Re: [RFC PATCH 3/3] blk-mq: Remove generation seqeunce

Bart Van Assche <Bart.VanAssche@xxxxxxx> · Fri, 13 Jul 2018 15:52:38 +0000

On Fri, 2018-07-13 at 09:43 -0600, Keith Busch wrote:
> On Thu, Jul 12, 2018 at 10:24:42PM +0000, Bart Van Assche wrote:
> > Before commit 12f5b9314545 ("blk-mq: Remove generation seqeunce"), if a
> > request completion was reported after request timeout processing had
> > started, completion handling was skipped.
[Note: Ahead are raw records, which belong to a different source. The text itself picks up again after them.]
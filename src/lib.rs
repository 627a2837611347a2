//! Material parameter identification from modal frequencies.
//!
//! This crate identifies the elastic modulus and Poisson ratio of a
//! structural model by differential evolution: candidate parameter pairs are
//! embedded into copies of a template solver deck, an external FEA solver
//! computes each candidate's modal frequencies, and candidates are scored by
//! RMSE against a measured target frequency set. Mutation, recombination and
//! greedy selection iterate until the target fitness is reached or the
//! generation budget runs out.
//!
//! Solver runs are expensive external processes, so every evaluation batch is
//! fanned out through a small bounded worker pool; a single candidate's
//! failed run is recorded and logged without aborting its siblings.
//!
//! # Example
//!
//! ```no_run
//! use modalfit::{IdentConfigBuilder, IdentEngine, NastranDeckWriter, NastranSolver};
//! use ndarray::array;
//!
//! let config = IdentConfigBuilder::new()
//!     .population_size(50)
//!     .max_generations(100)
//!     .mutation_factor(0.1)
//!     .crossover_rate(0.5)
//!     .target_fitness(500.0)
//!     .build()
//!     .expect("invalid config");
//!
//! let writer = NastranDeckWriter::new("models/nastran_modal.bdf");
//! let solver = NastranSolver::new("/opt/nastran/bin/nastran");
//! let target = array![1.617939e-2, 1.075608e4, 2.255294e4];
//!
//! let mut engine = IdentEngine::new(writer, solver, target, config).expect("setup failed");
//! let report = engine.run().expect("run failed");
//! println!("best: {} after {} generations", report.best, report.generations);
//! ```
#![warn(missing_docs)]

use serde::{Deserialize, Serialize};

/// Error taxonomy for configuration and per-candidate evaluation failures.
pub mod error;
pub use error::{IdentError, Result};

/// Design vector and parameter bounds.
pub mod material;
/// Candidate solution lifecycle.
pub mod individual;
/// RMSE fitness against the target frequency set.
pub mod fitness;
/// Solver input materialization (property writer).
pub mod deck;
/// External solver invocation and report parsing.
pub mod solver;
/// Bounded worker-pool batch evaluation.
pub mod scheduler;
/// The generational identification engine.
pub mod engine;

mod crossover_binomial;
mod distinct_indices;
mod init_random;
mod mutant_rand1;
mod weighted_refresh;


pub use deck::{NastranDeckWriter, PropertyWriter};
pub use engine::{IdentEngine, IdentReport};
pub use individual::Individual;
pub use material::{MaterialParams, ParamBounds};
pub use scheduler::{DEFAULT_WORKERS, EvalFailure};
pub use solver::{NastranSolver, SolverAdapter};

/// Configuration for one identification run.
///
/// Holds the DE hyperparameters, the parameter bounds and the termination
/// policy. Use [`IdentConfigBuilder`] for validated construction.
#[derive(Debug, Clone, Serialize, Deserialize)]
#[serde(default)]
pub struct IdentConfig {
    /// Component-wise bounds for the design vector.
    pub bounds: ParamBounds,
    /// DE mutation factor F in [0, 2].
    pub mutation_factor: f64,
    /// Crossover probability CR in [0, 1].
    pub crossover_rate: f64,
    /// Population size N, fixed across the run.
    pub population_size: usize,
    /// Generation budget; 0 evaluates the initial population only.
    pub max_generations: usize,
    /// Fitness at or below which the run terminates successfully.
    pub target_fitness: f64,
    /// Worker-pool size for evaluation batches.
    pub workers: usize,
    /// Optional random seed for reproducibility.
    pub seed: Option<u64>,
    /// Print per-generation progress on stderr.
    pub disp: bool,
}

impl Default for IdentConfig {
    fn default() -> Self {
        Self {
            bounds: ParamBounds::default(),
            mutation_factor: 0.1,
            crossover_rate: 0.5,
            population_size: 50,
            max_generations: 100,
            target_fitness: 500.0,
            workers: DEFAULT_WORKERS,
            seed: None,
            disp: false,
        }
    }
}

impl IdentConfig {
    /// Validates hyperparameters and bounds.
    ///
    /// # Errors
    ///
    /// Returns the corresponding configuration error for a population smaller
    /// than 4, a mutation factor outside [0, 2], a crossover rate outside
    /// [0, 1], or invalid bound intervals.
    pub fn validate(&self) -> Result<()> {
        self.bounds.validate()?;
        if self.population_size < 4 {
            return Err(IdentError::PopulationTooSmall {
                pop_size: self.population_size,
            });
        }
        if !(0.0..=2.0).contains(&self.mutation_factor) {
            return Err(IdentError::InvalidMutationFactor {
                factor: self.mutation_factor,
            });
        }
        if !(0.0..=1.0).contains(&self.crossover_rate) {
            return Err(IdentError::InvalidCrossoverRate {
                rate: self.crossover_rate,
            });
        }
        Ok(())
    }
}

/// Fluent builder for [`IdentConfig`].
///
/// # Example
///
/// ```rust
/// use modalfit::IdentConfigBuilder;
///
/// let config = IdentConfigBuilder::new()
///     .population_size(50)
///     .mutation_factor(0.5)
///     .crossover_rate(0.9)
///     .seed(42)
///     .build()
///     .expect("valid config");
/// ```
#[derive(Debug, Default)]
pub struct IdentConfigBuilder {
    cfg: IdentConfig,
}

impl IdentConfigBuilder {
    /// Creates a builder with default configuration.
    pub fn new() -> Self {
        Self::default()
    }
    /// Sets the design-vector bounds.
    pub fn bounds(mut self, v: ParamBounds) -> Self {
        self.cfg.bounds = v;
        self
    }
    /// Sets the mutation factor F.
    pub fn mutation_factor(mut self, v: f64) -> Self {
        self.cfg.mutation_factor = v;
        self
    }
    /// Sets the crossover rate CR.
    pub fn crossover_rate(mut self, v: f64) -> Self {
        self.cfg.crossover_rate = v;
        self
    }
    /// Sets the population size N.
    pub fn population_size(mut self, v: usize) -> Self {
        self.cfg.population_size = v;
        self
    }
    /// Sets the generation budget.
    pub fn max_generations(mut self, v: usize) -> Self {
        self.cfg.max_generations = v;
        self
    }
    /// Sets the target fitness threshold.
    pub fn target_fitness(mut self, v: f64) -> Self {
        self.cfg.target_fitness = v;
        self
    }
    /// Sets the worker-pool size.
    pub fn workers(mut self, v: usize) -> Self {
        self.cfg.workers = v;
        self
    }
    /// Sets the random seed for reproducibility.
    pub fn seed(mut self, v: u64) -> Self {
        self.cfg.seed = Some(v);
        self
    }
    /// Enables/disables progress display.
    pub fn disp(mut self, v: bool) -> Self {
        self.cfg.disp = v;
        self
    }
    /// Validates and returns the configuration.
    ///
    /// # Errors
    ///
    /// See [`IdentConfig::validate`].
    pub fn build(self) -> Result<IdentConfig> {
        self.cfg.validate()?;
        Ok(self.cfg)
    }
}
The following code in
> > blk_mq_complete_request() realized that:
> > 
> > 	if (blk_mq_rq_aborted_gstate(rq) != rq->gstate)
> > 		__blk_mq_complete_request(rq);
> > 
> > Since commit 12f5b9314545, if a completion occurs after request timeout
> > processing has started, that completion is processed if the request has the
> > state MQ_RQ_IN_FLIGHT. blk_mq_rq_timed_out() does not modify the request
> > state unless the block driver timeout handler modifies it, e.g. by calling
> > blk_mq_end_request() or by calling blk_mq_requeue_request(). The typical
> > behavior of scsi_times_out() is to queue sending of a SCSI abort and hence
> > not to change the request state immediately. In other words, if a request
> > completion occurs during or shortly after a timeout occurred then
> > blk_mq_complete_request() will call __blk_mq_complete_request() and will
> > complete the request, although that is not allowed because timeout handling
> > has already started. Do you agree with this analysis?
> 
> Yes, it's different, and that was the whole point. No one made that a
> secret either. Are you saying you want timeout software to take priority
> over handling hardware events?

No. What I'm saying is that a behavior change has been introduced in the block
layer that was not documented in the patch description. I think that behavior
change even can trigger a kernel crash.

Bart.